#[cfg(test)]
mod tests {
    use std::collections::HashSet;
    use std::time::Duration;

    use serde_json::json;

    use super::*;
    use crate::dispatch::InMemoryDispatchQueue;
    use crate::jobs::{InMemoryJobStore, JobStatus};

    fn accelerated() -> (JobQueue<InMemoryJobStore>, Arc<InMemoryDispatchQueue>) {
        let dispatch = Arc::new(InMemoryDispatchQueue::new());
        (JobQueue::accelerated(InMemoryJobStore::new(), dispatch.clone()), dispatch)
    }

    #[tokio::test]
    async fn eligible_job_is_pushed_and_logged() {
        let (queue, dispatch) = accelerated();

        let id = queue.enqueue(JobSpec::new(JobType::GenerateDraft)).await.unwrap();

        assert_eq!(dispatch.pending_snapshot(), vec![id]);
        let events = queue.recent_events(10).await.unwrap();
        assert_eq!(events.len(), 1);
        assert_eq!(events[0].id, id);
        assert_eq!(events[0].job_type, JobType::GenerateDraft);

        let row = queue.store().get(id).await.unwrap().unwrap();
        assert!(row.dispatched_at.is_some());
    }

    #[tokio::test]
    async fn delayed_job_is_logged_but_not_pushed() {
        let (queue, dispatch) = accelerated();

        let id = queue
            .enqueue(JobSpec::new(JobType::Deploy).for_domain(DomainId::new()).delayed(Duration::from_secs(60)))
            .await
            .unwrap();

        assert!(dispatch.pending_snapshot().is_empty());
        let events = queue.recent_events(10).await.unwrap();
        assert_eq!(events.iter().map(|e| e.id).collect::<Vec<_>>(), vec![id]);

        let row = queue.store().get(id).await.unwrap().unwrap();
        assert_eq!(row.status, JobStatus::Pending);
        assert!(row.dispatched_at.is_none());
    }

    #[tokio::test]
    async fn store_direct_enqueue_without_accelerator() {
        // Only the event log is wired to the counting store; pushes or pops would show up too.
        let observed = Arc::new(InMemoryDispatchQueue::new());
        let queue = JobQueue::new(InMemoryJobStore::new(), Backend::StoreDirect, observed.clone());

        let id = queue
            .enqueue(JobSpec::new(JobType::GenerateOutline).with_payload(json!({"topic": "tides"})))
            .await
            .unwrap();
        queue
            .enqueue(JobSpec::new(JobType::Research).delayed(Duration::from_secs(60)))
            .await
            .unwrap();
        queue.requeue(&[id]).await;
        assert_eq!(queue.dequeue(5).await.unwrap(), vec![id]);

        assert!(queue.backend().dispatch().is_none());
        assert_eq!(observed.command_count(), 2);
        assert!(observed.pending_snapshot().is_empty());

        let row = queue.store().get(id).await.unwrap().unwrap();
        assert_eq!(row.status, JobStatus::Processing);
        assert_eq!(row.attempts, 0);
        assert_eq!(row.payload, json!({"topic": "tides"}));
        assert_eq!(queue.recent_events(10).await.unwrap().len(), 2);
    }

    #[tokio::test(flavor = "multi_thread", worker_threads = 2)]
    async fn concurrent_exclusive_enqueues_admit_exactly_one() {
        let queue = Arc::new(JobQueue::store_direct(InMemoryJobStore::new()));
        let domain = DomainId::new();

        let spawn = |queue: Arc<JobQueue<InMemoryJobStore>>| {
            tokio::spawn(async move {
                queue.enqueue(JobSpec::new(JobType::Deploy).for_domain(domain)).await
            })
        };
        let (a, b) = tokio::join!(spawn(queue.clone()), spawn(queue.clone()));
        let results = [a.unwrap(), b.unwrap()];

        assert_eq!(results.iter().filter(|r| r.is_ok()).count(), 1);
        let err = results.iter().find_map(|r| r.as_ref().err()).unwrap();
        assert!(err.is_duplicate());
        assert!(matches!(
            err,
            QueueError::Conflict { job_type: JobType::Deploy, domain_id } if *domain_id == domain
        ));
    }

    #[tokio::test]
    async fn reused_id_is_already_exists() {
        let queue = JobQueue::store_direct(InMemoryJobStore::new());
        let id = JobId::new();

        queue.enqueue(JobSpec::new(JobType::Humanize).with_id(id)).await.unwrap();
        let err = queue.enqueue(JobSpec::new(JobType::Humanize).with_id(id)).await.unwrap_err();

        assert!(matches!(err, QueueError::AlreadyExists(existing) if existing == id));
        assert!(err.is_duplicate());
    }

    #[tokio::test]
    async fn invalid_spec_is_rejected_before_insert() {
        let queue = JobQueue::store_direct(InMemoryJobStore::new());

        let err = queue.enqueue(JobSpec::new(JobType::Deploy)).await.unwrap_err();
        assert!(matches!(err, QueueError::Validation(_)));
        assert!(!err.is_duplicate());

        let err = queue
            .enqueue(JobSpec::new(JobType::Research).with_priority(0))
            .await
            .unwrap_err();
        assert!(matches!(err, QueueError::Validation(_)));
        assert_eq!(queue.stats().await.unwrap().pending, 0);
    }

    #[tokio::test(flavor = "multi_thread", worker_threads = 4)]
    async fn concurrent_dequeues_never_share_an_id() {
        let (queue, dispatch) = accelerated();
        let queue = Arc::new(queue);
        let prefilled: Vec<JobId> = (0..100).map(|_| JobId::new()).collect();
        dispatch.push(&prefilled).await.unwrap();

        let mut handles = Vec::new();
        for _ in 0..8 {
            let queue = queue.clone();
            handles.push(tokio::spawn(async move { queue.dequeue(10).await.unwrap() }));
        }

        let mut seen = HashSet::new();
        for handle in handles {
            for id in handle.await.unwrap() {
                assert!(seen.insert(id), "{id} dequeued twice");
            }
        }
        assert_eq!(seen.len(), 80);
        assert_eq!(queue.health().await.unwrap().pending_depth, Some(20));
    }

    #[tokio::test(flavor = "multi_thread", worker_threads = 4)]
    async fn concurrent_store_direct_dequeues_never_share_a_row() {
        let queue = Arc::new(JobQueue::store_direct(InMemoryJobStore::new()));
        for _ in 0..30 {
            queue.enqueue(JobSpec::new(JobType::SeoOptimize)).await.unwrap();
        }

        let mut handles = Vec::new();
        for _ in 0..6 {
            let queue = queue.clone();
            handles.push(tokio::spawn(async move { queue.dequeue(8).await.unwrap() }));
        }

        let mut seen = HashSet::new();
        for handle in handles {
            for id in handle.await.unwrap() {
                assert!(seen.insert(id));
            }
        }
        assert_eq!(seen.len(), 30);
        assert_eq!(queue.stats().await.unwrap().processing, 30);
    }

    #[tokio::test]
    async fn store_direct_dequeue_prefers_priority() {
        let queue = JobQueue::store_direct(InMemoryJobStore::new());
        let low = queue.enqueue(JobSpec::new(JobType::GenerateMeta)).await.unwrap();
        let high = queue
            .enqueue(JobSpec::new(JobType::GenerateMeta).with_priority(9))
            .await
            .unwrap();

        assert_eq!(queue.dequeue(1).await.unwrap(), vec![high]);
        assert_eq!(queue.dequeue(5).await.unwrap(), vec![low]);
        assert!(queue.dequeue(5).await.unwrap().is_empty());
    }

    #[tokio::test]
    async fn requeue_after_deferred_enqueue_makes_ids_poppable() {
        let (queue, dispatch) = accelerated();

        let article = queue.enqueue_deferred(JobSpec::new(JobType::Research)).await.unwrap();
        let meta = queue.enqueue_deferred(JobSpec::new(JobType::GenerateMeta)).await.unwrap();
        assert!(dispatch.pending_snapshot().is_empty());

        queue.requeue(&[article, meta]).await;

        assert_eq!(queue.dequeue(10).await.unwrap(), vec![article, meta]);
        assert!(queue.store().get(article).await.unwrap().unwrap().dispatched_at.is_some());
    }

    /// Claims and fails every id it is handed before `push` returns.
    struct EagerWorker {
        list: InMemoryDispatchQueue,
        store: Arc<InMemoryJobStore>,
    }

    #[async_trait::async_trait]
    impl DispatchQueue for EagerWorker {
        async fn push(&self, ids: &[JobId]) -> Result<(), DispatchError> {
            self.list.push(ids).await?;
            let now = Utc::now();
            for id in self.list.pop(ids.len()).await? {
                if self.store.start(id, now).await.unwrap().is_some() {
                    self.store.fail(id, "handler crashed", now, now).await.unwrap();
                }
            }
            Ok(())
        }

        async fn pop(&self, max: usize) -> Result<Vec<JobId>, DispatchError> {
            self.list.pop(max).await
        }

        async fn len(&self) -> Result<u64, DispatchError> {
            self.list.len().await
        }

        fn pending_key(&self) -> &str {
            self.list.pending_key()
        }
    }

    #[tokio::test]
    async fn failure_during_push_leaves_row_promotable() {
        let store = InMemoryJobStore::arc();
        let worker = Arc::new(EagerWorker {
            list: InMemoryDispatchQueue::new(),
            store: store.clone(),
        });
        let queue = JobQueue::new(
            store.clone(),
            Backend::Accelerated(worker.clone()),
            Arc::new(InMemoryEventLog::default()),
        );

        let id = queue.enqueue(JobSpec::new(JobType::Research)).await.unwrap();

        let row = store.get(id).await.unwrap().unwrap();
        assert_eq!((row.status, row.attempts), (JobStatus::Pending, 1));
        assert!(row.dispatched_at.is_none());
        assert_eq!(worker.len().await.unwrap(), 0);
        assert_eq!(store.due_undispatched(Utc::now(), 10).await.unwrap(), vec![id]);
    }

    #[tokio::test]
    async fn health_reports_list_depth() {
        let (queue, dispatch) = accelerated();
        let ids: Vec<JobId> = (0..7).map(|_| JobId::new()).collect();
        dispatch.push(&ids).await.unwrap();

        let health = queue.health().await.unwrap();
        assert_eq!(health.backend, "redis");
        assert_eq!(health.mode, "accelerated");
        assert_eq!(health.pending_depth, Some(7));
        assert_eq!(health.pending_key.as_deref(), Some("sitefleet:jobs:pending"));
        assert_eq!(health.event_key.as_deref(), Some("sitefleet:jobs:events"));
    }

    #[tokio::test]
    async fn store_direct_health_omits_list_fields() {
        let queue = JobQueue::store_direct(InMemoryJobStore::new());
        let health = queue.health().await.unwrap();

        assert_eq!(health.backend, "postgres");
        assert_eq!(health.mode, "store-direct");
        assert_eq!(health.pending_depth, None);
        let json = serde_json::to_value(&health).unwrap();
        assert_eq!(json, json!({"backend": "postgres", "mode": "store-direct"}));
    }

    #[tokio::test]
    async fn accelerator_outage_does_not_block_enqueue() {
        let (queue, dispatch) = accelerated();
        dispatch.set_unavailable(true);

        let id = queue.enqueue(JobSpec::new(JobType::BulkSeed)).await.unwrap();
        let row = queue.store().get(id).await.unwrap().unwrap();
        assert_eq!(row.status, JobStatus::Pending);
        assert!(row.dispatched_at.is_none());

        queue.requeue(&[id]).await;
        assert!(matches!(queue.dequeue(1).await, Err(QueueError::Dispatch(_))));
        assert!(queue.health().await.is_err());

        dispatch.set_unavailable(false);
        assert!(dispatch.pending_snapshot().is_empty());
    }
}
==
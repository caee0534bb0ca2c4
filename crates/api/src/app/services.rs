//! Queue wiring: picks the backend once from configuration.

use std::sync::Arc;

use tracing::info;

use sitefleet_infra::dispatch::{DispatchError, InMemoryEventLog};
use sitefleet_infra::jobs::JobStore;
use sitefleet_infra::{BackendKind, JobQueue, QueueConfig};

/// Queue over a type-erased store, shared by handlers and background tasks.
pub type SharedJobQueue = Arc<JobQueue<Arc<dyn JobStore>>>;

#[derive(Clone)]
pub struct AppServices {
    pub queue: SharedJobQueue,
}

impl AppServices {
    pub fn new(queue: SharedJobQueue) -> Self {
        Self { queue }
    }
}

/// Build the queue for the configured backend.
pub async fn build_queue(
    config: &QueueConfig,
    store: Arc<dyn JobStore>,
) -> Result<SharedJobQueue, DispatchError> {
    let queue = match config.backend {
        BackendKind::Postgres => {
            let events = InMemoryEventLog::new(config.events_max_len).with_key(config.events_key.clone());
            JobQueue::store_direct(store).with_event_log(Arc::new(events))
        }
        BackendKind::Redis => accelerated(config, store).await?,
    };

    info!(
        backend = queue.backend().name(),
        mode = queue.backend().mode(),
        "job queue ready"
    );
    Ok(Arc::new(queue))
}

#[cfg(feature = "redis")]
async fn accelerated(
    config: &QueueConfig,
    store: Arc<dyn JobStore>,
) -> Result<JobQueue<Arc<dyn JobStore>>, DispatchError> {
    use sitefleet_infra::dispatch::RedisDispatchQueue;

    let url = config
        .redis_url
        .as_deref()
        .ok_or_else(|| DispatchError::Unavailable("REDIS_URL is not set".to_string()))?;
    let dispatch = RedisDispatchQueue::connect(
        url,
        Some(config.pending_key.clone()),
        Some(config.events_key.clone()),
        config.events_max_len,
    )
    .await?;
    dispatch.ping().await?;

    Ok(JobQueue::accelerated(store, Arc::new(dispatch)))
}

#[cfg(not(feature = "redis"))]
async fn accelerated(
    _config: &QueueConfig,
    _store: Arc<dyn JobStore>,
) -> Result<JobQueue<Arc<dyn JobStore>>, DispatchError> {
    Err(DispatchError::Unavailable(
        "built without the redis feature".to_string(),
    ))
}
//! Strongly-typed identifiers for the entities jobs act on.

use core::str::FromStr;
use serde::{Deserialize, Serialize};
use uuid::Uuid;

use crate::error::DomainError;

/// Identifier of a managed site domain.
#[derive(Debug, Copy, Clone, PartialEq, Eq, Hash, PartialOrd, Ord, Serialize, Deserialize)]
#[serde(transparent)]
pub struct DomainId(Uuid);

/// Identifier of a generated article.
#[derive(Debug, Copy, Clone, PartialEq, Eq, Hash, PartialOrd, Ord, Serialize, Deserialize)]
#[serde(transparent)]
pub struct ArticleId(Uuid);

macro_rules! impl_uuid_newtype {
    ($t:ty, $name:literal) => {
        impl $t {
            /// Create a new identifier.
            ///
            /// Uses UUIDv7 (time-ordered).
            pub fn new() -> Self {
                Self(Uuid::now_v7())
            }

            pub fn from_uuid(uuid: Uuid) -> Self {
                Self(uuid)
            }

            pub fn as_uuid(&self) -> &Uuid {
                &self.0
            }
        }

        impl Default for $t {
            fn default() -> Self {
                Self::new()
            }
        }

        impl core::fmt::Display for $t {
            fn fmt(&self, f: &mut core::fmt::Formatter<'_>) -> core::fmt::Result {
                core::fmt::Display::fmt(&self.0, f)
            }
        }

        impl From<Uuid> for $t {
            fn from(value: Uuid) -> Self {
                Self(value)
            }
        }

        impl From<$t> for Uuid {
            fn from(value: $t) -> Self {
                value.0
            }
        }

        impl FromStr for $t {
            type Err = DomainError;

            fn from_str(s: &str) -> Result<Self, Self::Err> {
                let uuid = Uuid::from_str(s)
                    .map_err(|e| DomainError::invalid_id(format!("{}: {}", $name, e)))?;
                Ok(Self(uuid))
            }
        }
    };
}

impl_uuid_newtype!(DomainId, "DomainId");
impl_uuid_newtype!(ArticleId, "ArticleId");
--
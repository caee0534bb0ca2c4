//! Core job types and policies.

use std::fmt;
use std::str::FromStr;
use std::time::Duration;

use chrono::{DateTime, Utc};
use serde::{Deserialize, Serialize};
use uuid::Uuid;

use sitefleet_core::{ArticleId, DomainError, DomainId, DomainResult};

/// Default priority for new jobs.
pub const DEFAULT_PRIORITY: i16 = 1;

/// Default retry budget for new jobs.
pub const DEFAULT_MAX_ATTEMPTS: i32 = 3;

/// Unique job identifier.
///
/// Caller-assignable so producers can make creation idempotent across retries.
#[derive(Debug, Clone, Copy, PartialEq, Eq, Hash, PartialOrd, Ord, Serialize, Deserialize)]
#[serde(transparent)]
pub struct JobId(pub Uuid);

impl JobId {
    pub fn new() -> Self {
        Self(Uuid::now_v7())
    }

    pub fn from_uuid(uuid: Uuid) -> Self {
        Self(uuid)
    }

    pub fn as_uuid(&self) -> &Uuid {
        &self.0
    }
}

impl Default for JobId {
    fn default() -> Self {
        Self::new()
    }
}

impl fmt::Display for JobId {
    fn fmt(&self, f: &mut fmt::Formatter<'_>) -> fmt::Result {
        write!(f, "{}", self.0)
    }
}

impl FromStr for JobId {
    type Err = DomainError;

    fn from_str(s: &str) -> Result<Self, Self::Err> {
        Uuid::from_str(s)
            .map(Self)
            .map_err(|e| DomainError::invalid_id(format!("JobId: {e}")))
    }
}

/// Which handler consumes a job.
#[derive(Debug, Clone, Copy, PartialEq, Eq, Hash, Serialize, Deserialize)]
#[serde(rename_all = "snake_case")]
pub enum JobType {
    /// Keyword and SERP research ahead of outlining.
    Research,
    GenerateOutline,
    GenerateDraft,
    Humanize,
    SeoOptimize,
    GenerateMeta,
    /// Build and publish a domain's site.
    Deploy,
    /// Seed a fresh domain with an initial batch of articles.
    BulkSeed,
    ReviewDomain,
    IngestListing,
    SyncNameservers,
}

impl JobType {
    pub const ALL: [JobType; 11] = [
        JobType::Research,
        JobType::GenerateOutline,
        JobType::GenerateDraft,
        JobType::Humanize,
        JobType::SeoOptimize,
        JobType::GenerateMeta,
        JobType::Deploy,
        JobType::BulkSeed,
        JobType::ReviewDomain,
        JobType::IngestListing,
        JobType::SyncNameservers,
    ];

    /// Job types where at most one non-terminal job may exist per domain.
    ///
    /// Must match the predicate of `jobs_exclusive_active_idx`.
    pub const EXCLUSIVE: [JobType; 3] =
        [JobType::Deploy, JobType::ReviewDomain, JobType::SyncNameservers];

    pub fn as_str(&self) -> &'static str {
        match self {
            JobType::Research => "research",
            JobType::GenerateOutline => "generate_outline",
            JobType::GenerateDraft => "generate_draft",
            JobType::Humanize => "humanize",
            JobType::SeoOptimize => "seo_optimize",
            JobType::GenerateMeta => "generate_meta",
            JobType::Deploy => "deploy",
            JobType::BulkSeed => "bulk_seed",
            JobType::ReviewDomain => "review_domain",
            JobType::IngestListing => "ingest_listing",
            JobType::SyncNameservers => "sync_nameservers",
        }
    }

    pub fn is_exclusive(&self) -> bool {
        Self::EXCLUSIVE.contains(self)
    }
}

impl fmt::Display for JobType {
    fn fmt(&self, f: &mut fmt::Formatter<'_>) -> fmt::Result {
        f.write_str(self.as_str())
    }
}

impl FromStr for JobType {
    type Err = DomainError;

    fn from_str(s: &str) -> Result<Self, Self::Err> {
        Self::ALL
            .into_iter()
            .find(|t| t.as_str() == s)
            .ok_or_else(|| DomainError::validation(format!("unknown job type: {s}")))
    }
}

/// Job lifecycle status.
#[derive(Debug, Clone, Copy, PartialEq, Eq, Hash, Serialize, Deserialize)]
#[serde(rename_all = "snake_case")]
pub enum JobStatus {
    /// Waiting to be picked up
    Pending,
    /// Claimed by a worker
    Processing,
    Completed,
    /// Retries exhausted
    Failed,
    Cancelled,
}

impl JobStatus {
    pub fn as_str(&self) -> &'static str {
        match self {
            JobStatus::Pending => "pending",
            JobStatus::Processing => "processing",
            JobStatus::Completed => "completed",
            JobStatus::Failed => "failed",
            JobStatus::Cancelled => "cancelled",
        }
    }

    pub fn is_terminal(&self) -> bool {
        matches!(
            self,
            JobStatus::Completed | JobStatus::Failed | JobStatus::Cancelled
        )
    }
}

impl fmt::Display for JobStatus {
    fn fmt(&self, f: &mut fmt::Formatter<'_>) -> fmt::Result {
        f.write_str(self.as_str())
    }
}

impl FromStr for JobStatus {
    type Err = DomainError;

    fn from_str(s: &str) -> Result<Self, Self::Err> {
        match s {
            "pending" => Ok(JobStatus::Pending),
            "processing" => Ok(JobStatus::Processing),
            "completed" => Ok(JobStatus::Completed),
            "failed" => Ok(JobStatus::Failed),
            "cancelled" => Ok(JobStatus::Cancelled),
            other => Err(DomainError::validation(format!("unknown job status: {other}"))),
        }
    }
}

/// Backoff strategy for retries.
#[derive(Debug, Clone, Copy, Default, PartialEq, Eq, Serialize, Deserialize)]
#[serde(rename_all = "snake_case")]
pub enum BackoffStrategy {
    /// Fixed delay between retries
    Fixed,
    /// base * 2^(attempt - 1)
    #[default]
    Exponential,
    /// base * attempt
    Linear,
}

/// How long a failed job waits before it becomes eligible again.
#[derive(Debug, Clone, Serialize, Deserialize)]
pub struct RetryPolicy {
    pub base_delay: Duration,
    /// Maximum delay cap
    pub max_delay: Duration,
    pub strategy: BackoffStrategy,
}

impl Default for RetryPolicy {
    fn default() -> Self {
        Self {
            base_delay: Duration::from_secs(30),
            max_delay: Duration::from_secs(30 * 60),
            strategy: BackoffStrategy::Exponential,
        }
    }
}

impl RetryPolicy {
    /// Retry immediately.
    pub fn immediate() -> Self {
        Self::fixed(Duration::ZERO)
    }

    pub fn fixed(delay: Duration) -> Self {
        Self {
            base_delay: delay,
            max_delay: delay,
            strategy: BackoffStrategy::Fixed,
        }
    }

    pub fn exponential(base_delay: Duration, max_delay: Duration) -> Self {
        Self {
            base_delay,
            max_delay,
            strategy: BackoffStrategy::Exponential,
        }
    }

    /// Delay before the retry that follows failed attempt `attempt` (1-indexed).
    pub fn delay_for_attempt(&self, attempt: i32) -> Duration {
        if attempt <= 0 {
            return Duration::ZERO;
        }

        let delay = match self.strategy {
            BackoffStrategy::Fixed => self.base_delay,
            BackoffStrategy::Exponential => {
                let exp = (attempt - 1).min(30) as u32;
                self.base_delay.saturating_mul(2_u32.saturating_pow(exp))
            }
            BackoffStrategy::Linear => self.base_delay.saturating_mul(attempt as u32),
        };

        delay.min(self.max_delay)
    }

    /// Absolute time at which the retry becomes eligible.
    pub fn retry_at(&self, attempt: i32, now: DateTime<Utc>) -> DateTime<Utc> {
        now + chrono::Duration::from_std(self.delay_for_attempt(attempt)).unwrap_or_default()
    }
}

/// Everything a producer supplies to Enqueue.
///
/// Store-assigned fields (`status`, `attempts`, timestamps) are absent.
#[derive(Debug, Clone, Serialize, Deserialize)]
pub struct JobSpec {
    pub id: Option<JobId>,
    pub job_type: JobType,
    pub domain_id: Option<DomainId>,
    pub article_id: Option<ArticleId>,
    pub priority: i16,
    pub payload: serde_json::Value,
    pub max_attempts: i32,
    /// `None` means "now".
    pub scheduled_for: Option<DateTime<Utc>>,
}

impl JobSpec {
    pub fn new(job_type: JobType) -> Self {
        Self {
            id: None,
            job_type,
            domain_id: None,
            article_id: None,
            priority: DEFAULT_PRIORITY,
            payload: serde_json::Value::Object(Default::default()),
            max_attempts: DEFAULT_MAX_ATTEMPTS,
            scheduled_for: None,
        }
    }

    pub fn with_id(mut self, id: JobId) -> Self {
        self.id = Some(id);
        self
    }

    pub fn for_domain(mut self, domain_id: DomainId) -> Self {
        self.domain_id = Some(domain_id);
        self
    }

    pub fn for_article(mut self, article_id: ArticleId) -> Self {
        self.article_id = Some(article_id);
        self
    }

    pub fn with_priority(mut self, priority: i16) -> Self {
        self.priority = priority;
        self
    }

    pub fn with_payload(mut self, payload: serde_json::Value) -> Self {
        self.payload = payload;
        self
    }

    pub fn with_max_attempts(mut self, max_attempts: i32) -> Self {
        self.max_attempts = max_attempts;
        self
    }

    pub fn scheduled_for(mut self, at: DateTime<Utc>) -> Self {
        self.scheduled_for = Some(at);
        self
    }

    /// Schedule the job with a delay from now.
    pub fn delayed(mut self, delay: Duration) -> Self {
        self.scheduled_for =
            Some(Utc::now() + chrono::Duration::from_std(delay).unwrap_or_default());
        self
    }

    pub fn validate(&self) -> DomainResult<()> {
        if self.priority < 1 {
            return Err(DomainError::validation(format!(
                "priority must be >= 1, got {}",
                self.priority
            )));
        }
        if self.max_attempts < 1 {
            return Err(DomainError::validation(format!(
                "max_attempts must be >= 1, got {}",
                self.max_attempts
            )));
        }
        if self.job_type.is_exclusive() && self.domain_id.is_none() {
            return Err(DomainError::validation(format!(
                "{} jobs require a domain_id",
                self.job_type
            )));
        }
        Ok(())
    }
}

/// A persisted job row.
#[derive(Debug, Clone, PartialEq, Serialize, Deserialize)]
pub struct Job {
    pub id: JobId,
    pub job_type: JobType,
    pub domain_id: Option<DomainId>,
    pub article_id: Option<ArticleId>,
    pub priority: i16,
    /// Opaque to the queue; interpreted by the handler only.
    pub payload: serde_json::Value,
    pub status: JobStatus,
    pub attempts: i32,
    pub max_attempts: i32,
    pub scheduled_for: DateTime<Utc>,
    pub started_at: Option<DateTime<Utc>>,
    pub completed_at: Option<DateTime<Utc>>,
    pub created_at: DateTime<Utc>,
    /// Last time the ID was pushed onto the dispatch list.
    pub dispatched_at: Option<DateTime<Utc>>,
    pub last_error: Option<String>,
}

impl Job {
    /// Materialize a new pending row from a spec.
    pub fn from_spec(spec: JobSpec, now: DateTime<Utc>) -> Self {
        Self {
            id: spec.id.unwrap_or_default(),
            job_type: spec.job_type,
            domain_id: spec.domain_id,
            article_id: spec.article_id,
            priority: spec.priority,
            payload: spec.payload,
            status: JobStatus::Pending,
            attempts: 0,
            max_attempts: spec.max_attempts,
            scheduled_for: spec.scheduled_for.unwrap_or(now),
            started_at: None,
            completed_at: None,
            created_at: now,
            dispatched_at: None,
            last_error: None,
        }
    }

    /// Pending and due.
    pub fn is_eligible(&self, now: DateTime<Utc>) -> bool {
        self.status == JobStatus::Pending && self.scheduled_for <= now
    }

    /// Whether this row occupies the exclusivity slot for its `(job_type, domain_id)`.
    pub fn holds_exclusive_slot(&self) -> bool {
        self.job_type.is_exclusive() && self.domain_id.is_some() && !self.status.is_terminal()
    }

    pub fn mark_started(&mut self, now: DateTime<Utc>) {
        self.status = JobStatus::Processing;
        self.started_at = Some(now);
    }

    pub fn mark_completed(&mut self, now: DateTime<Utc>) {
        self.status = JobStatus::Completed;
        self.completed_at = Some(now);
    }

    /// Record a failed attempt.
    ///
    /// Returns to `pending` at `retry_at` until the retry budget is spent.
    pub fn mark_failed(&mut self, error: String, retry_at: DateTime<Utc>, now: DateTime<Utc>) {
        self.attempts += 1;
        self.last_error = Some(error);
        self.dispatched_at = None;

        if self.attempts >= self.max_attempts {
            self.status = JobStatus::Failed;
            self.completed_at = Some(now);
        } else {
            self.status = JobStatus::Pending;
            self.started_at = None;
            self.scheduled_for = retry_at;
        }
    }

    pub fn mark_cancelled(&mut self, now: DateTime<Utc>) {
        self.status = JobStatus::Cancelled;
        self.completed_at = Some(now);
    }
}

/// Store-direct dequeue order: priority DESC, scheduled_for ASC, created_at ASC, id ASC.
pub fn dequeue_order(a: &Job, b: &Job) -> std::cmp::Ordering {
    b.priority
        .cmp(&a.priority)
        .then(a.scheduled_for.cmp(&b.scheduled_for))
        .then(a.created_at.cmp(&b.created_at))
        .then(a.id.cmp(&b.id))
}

* **EXERCISE AIM**
Check each line of the material for the string "IngestListing", then state how many lines have it and nothing more.

* **FINAL ANSWER**
3